Peter will reveal how death is the one certainty in life, yet, with the decline of religion in the West, we have become collectively reluctant to talk about it. If we want to know how previous generations dealt with death, graveyards (famous and not) tell us the history – for those who can read them.
If we want to know how we struggle today with understanding or facing up to death, then graveyards provide a starting point.
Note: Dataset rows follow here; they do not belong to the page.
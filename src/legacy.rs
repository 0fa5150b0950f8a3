// RenterStore: crash-safe persistence for renter-side storage contracts
//
// SPDX-License-Identifier: Apache-2.0
//
// Written in 2025 by RenterStore developers
//
// Copyright (C) 2025 RenterStore developers.
// All rights under the above copyrights are reserved.
//
// Licensed under the Apache License, Version 2.0 (the "License"); you may not use this file except
// in compliance with the License. You may obtain a copy of the License at
//
//        http://www.apache.org/licenses/LICENSE-2.0
//
// Unless required by applicable law or agreed to in writing, software distributed under the License
// is distributed on an "AS IS" BASIS, WITHOUT WARRANTIES OR CONDITIONS OF ANY KIND, either express
// or implied. See the License for the specific language governing permissions and limitations under
// the License.

//! Import of contracts persisted by v1.3.0 renters as JSON documents.

use std::fs::File;
use std::io::{self, BufReader};
use std::path::Path;

use amplify::confinement::TinyVec;
use rentertypes::{
    BlockHeight, ContractId, Currency, FileContractRevision, MerkleRootSet, PublicKey, SecretKey, Transaction,
};
use serde::de::DeserializeOwned;

use crate::wal::UpdateLog;
use crate::{ContractError, ContractHeader, ContractMeta, ContractSet, SetError};

/// Contract in the v1.3.0 format.
#[derive(Clone, Eq, PartialEq, Debug, Serialize, Deserialize)]
pub struct V130Contract {
    #[serde(rename = "hostpublickey")]
    pub host_public_key: PublicKey,
    pub id: ContractId,
    #[serde(rename = "lastrevision")]
    pub last_revision: FileContractRevision,
    #[serde(rename = "lastrevisiontxn")]
    pub last_revision_txn: Transaction,
    #[serde(rename = "merkleroots")]
    pub merkle_roots: MerkleRootSet,
    #[serde(rename = "secretkey")]
    pub secret_key: SecretKey,
    #[serde(rename = "startheight")]
    pub start_height: BlockHeight,
    #[serde(rename = "downloadspending")]
    pub download_spending: Currency,
    #[serde(rename = "storagespending")]
    pub storage_spending: Currency,
    #[serde(rename = "uploadspending")]
    pub upload_spending: Currency,
    #[serde(rename = "totalcost")]
    pub total_cost: Currency,
    #[serde(rename = "contractfee")]
    pub contract_fee: Currency,
    #[serde(rename = "txnfee")]
    pub txn_fee: Currency,
    #[serde(rename = "siafundfee")]
    pub siafund_fee: Currency,
}

impl V130Contract {
    pub fn load(path: impl AsRef<Path>) -> Result<Self, LegacyError> { load_json(path) }

    /// Height at which the host is no longer obliged to store the contract data.
    pub fn end_height(&self) -> BlockHeight { self.last_revision.new_window_start }

    /// Renter payout of the latest revision. Revisions with less than two valid outputs are
    /// considered to have no renter funds.
    pub fn renter_funds(&self) -> Currency {
        match self.last_revision.new_valid_proof_outputs.as_slice() {
            [renter, _, ..] => renter.value,
            _ => Currency::ZERO,
        }
    }

    fn header(&self) -> ContractHeader {
        ContractHeader {
            transaction: self.last_revision_txn.clone(),
            secret_key: self.secret_key,
            start_height: self.start_height,
            download_spending: self.download_spending,
            storage_spending: self.storage_spending,
            upload_spending: self.upload_spending,
            total_cost: self.total_cost,
            contract_fee: self.contract_fee,
            txn_fee: self.txn_fee,
            siafund_fee: self.siafund_fee,
        }
    }
}

/// Revision which a v1.3.0 renter negotiated but did not finish applying.
#[derive(Clone, Eq, PartialEq, Debug, Serialize, Deserialize)]
pub struct V130CachedRevision {
    pub revision: FileContractRevision,
    #[serde(rename = "merkleroots")]
    pub merkle_roots: MerkleRootSet,
}

impl V130CachedRevision {
    pub fn load(path: impl AsRef<Path>) -> Result<Self, LegacyError> { load_json(path) }
}

fn load_json<T: DeserializeOwned>(path: impl AsRef<Path>) -> Result<T, LegacyError> {
    let file = File::open(path)?;
    Ok(serde_json::from_reader(BufReader::new(file))?)
}

impl<L: UpdateLog> ContractSet<L> {
    /// Stores a v1.3.0 contract as a regular contract file.
    ///
    /// A cached revision with a non-zero revision number is recorded as an unapplied intent with
    /// zero costs: an upload intent if it carries exactly one root more than the contract, a
    /// download intent otherwise. The intent is left pending for the caller to replay or discard.
    ///
    /// The cached revision is checked against the contract before the contract file is created, so
    /// an import refused for a bad cached revision leaves nothing on disk and can be retried.
    pub fn convert_v130_contract(
        &self,
        contract: V130Contract,
        cached: Option<V130CachedRevision>,
    ) -> Result<ContractMeta, SetError> {
        let header = contract.header();
        let cached = cached.filter(|cached| cached.revision.new_revision_number != 0);
        if let Some(cached) = &cached {
            check_cached(&header, &cached.revision)?;
        }
        let meta = self.insert_contract(header, &contract.merkle_roots)?;

        let Some(cached) = cached else {
            return Ok(meta);
        };

        let mut lease = self.acquire(meta.id).map_err(|err| match err {
            SetError::NotFound(id) => SetError::MissingContract(id),
            err => err,
        })?;
        let last_root = cached.merkle_roots.last().copied();
        let intent = match last_root {
            Some(root) if cached.merkle_roots.len() as u64 == lease.root_count() + 1 => {
                lease.record_upload_intent(cached.revision, root, Currency::ZERO, Currency::ZERO)?
            }
            _ => lease.record_download_intent(cached.revision, Currency::ZERO)?,
        };
        info!("imported v1.3.0 contract {} with cached revision as log transaction {}", meta.id, intent.txn());
        Ok(meta)
    }
}

/// Ensures the cached revision can be recorded as an intent of the contract with `header`.
fn check_cached(header: &ContractHeader, revision: &FileContractRevision) -> Result<(), ContractError> {
    header.validate()?;
    if revision.parent_id != header.id() {
        return Err(ContractError::ForeignRevision { expected: header.id(), found: revision.parent_id });
    }
    let mut revised = header.clone();
    revised.transaction.file_contract_revisions = TinyVec::from_checked(vec![revision.clone()]);
    revised.validate()?;
    Ok(())
}

#[derive(Debug, Display, Error, From)]
#[display(doc_comments)]
pub enum LegacyError {
    #[from]
    #[display(inner)]
    Io(io::Error),

    /// invalid legacy contract document - {0}
    #[from]
    Json(serde_json::Error),
}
And, if we want to escape the present taboo on acknowledging our mortality and contemplate our own end, then graveyards offer a rare welcome.
From Neolithic mounds to internet memorials via medieval corpse roads and municipal cemeteries, war graves and holocaust memorials, Roman catacombs, Pharaonic grave-robbers, Hammer horrors, body-snatchers, Days of the Dead, humanist burials and flameless cremations, Stanford will present a fascinating travelogue of graveyards and explain how to read our own local cemeteries.
Hear more in the Festival Place library on Thursday, April 3.
Peter Stanford is a writer, broadcaster and biographer, whose books include biographies of Lord Longford, C Day-Lewis, and the Devil and the travelogue, The Extra Mile. A former editor of the Catholic Herald, he writes for The Daily Telegraph, The Independent on Sunday and The Observer and has a regular column in The Tablet.
The talk will begin at 7pm. Tickets cost £5 and are available from Basingstoke Discovery Centre, in Festival Place, or by phone on 01256 478670.